We might spend time workshopping early drafts in writer’s groups or reaching out to trusted colleagues for feedback. Bring in a set of impartial eyes and they can spot our faults in an instant. We rage or lament, “Why? Why am I like this? Why do flaws and imperfections seem to happen to me every single time?”

Never fear. All hope is not lost.

While you’re in the first draft, write like you’re speeding along on a superhighway with no speed limit, chasing the sun. Get the words out of your brain and onto paper (or, more likely, into your computer). Don’t even consider what could be going wrong while you are in this mode. Worry is not your friend here. Your left-brained editor needs to be abandoned at a roadside rest stop for your writing to flow.

But when you run out of scenes at the end of the draft it’s time to remind yourself that when you’re in the paradigm, doing the work of the story, you can’t see the structure. It exists outside of your story, so you have to turn your head and use your brain to check if your story is working.

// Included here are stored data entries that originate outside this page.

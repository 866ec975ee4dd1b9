//! Customer reservation module: create, list own, cancel

pub mod dto;
pub mod handlers;

pub use dto::*;
pub use handlers::*;
//! Graceful shutdown handling
//!
//! Provides shutdown signal coordination for the HTTP server and its cleanup.

use std::sync::atomic::{AtomicBool, Ordering};
use std::sync::Arc;
use std::time::Duration;

use tokio::sync::broadcast;
use tracing::{info, warn};

/// Shutdown signal that can be cloned and shared across tasks
#[derive(Clone)]
pub struct ShutdownSignal {
    sender: broadcast::Sender<()>,
    triggered: Arc<AtomicBool>,
}

impl ShutdownSignal {
    pub fn new() -> Self {
        let (sender, _) = broadcast::channel(1);
        Self {
            sender,
            triggered: Arc::new(AtomicBool::new(false)),
        }
    }

    pub fn is_triggered(&self) -> bool {
        self.triggered.load(Ordering::SeqCst)
    }

    pub fn trigger(&self) {
        if !self.triggered.swap(true, Ordering::SeqCst) {
            info!("Shutdown signal triggered");
            let _ = self.sender.send(());
        }
    }

    /// Resolves once `trigger` has been called, including calls made
    /// before this future was created.
    pub async fn wait(&self) {
        let mut rx = self.sender.subscribe();
        if self.is_triggered() {
            return;
        }
        let _ = rx.recv().await;
    }
}

impl Default for ShutdownSignal {
    fn default() -> Self {
        Self::new()
    }
}

/// Listen for OS shutdown signals (SIGTERM, SIGINT)
pub async fn listen_for_shutdown_signals(shutdown: ShutdownSignal) {
    #[cfg(unix)]
    {
        use tokio::signal::unix::{signal, SignalKind};

        let (mut sigterm, mut sigint) =
            match (signal(SignalKind::terminate()), signal(SignalKind::interrupt())) {
                (Ok(term), Ok(int)) => (term, int),
                (Err(e), _) | (_, Err(e)) => {
                    warn!("Failed to install signal handlers: {}", e);
                    return;
                }
            };

        tokio::select! {
            _ = sigterm.recv() => info!("Received SIGTERM signal"),
            _ = sigint.recv() => info!("Received SIGINT signal (Ctrl+C)"),
        }

        shutdown.trigger();
    }

    #[cfg(not(unix))]
    {
        if let Err(e) = tokio::signal::ctrl_c().await {
            warn!("Failed to install Ctrl+C handler: {}", e);
            return;
        }
        info!("Received Ctrl+C signal");
        shutdown.trigger();
    }
}

/// Graceful shutdown coordinator
pub struct ShutdownCoordinator {
    signal: ShutdownSignal,
    timeout_secs: u64,
}

impl ShutdownCoordinator {
    pub fn new(timeout_secs: u64) -> Self {
        Self {
            signal: ShutdownSignal::new(),
            timeout_secs,
        }
    }

    pub fn signal(&self) -> ShutdownSignal {
        self.signal.clone()
    }

    pub fn start_signal_listener(&self) {
        let signal = self.signal.clone();
        tokio::spawn(async move {
            listen_for_shutdown_signals(signal).await;
        });
    }

    /// Wait for the signal, then run `cleanup` bounded by the configured timeout.
    /// Returns `false` if the cleanup timed out.
    pub async fn shutdown_with_cleanup<F, Fut>(&self, cleanup: F) -> bool
    where
        F: FnOnce() -> Fut,
        Fut: std::future::Future<Output = ()>,
    {
        self.signal.wait().await;
        info!(
            "Starting graceful shutdown (timeout: {}s)...",
            self.timeout_secs
        );

        match tokio::time::timeout(Duration::from_secs(self.timeout_secs), cleanup()).await {
            Ok(()) => {
                info!("Graceful shutdown completed");
                true
            }
            Err(_) => {
                warn!("Graceful shutdown timed out after {}s", self.timeout_secs);
                false
            }
        }
    }
}

impl Default for ShutdownCoordinator {
    fn default() -> Self {
        Self::new(30)
    }
}

#[cfg(test)]
mod tests {
    use super::*;

    #[tokio::test]
    async fn wait_returns_after_trigger() {
        let signal = ShutdownSignal::new();
        let waiter = {
            let s = signal.clone();
            tokio::spawn(async move { s.wait().await })
        };
        signal.trigger();
        tokio::time::timeout(Duration::from_secs(1), waiter)
            .await
            .expect("waiter finished")
            .unwrap();
        assert!(signal.is_triggered());
    }

    #[tokio::test]
    async fn wait_after_trigger_does_not_block() {
        let signal = ShutdownSignal::new();
        signal.trigger();
        tokio::time::timeout(Duration::from_millis(200), signal.wait())
            .await
            .expect("already triggered");
    }

    #[tokio::test]
    async fn cleanup_timeout_is_reported() {
        let coordinator = ShutdownCoordinator::new(0);
        coordinator.signal().trigger();
        let completed = coordinator
            .shutdown_with_cleanup(|| async {
                tokio::time::sleep(Duration::from_millis(50)).await;
            })
            .await;
        assert!(!completed);
    }
}
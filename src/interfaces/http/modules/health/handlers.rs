//! Health check handler

use std::sync::Arc;
use std::time::Instant;

use axum::{extract::State, http::StatusCode, Json};
use sea_orm::{ConnectionTrait, DatabaseConnection, Statement};
use serde::Serialize;
use utoipa::ToSchema;

/// Health check state
#[derive(Clone)]
pub struct HealthState {
    pub db: DatabaseConnection,
    pub started_at: Arc<Instant>,
}

/// Service health response
#[derive(Debug, Serialize, ToSchema)]
pub struct HealthResponse {
    /// `ok` or `degraded`
    pub status: String,
    pub version: String,
    pub uptime_seconds: u64,
    pub database: ComponentHealth,
}

/// Component health status
#[derive(Debug, Serialize, ToSchema)]
pub struct ComponentHealth {
    pub status: String,
    pub latency_ms: Option<u64>,
}

async fn ping(db: &DatabaseConnection) -> ComponentHealth {
    let start = Instant::now();
    let stmt = Statement::from_string(db.get_database_backend(), "SELECT 1".to_string());
    match db.execute(stmt).await {
        Ok(_) => ComponentHealth {
            status: "ok".to_string(),
            latency_ms: Some(start.elapsed().as_millis() as u64),
        },
        Err(e) => {
            tracing::warn!(error = %e, "Health check database ping failed");
            ComponentHealth {
                status: "error".to_string(),
                latency_ms: None,
            }
        }
    }
}

#[utoipa::path(
    get,
    path = "/health",
    tag = "Health",
    responses(
        (status = 200, description = "Service is healthy", body = HealthResponse),
        (status = 503, description = "Database unreachable", body = HealthResponse)
    )
)]
pub async fn health_check(State(state): State<HealthState>) -> (StatusCode, Json<HealthResponse>) {
    let database = ping(&state.db).await;
    let healthy = database.status == "ok";

    let status = if healthy {
        StatusCode::OK
    } else {
        StatusCode::SERVICE_UNAVAILABLE
    };

    (
        status,
        Json(HealthResponse {
            status: if healthy { "ok" } else { "degraded" }.to_string(),
            version: env!("CARGO_PKG_VERSION").to_string(),
            uptime_seconds: state.started_at.elapsed().as_secs(),
            database,
        }),
    )
}
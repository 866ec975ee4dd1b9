//! Health check endpoint

pub mod handlers;

pub use handlers::*;
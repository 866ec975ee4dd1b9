//! Client-side error taxonomy

use reqwest::StatusCode;
use thiserror::Error;

use crate::interfaces::http::common::ApiResponse;

#[derive(Debug, Error)]
pub enum ClientError {
    #[error("{0}")]
    Validation(String),

    #[error("{0}")]
    Authentication(String),

    #[error("{0}")]
    Conflict(String),

    #[error("{0}")]
    Authorization(String),

    #[error("{0}")]
    InvalidState(String),

    #[error("{0}")]
    NotFound(String),

    #[error("server error ({status}): {message}")]
    Server { status: u16, message: String },

    #[error("request failed: {0}")]
    Transport(#[from] reqwest::Error),

    #[error("not logged in")]
    NotLoggedIn,

    #[error("session storage error: {0}")]
    Session(#[from] std::io::Error),
}

pub type ClientResult<T> = Result<T, ClientError>;

impl ClientError {
    /// Build an error from a failed response. The envelope `code` decides
    /// when present; otherwise the status does.
    pub fn from_response(status: StatusCode, envelope: Option<ApiResponse>) -> Self {
        let (code, message) = match envelope {
            Some(body) => (body.code, body.error),
            None => (
                String::new(),
                status.canonical_reason().unwrap_or("request failed").to_string(),
            ),
        };

        match code.as_str() {
            "validation_error" => return Self::Validation(message),
            "authentication_error" => return Self::Authentication(message),
            "authorization_error" => return Self::Authorization(message),
            "not_found" => return Self::NotFound(message),
            "conflict" => return Self::Conflict(message),
            "invalid_state" => return Self::InvalidState(message),
            _ => {}
        }

        match status {
            StatusCode::BAD_REQUEST | StatusCode::UNPROCESSABLE_ENTITY => Self::Validation(message),
            StatusCode::UNAUTHORIZED => Self::Authentication(message),
            StatusCode::FORBIDDEN => Self::Authorization(message),
            StatusCode::NOT_FOUND => Self::NotFound(message),
            StatusCode::CONFLICT => Self::Conflict(message),
            _ => Self::Server {
                status: status.as_u16(),
                message,
            },
        }
    }
}
//! Interface adapters

pub mod http;
//! User aggregate
//!
//! Contains the User entity, the creation DTO, and repository interface.

pub mod model;
pub mod repository;

mod dto_create;

pub use dto_create::CreateUserDto;
pub use model::User;
pub use repository::UserRepository;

This is the beauty of the rewriting process, continuing to hone your screenplay until the visions in your head match the words on your pages or at least get mighty close. The knowledge you need is already inside you (and if it isn’t, begin by reading or re-reading Screenplay: The Foundations of Screenwriting).

In this classic text, Syd Field reassures us, “If you created the problem, you’ll be able to find a solution to it. All you have to do is look for it.” So true. Just recognize that you can’t do both at the same time, and you’ll be fine.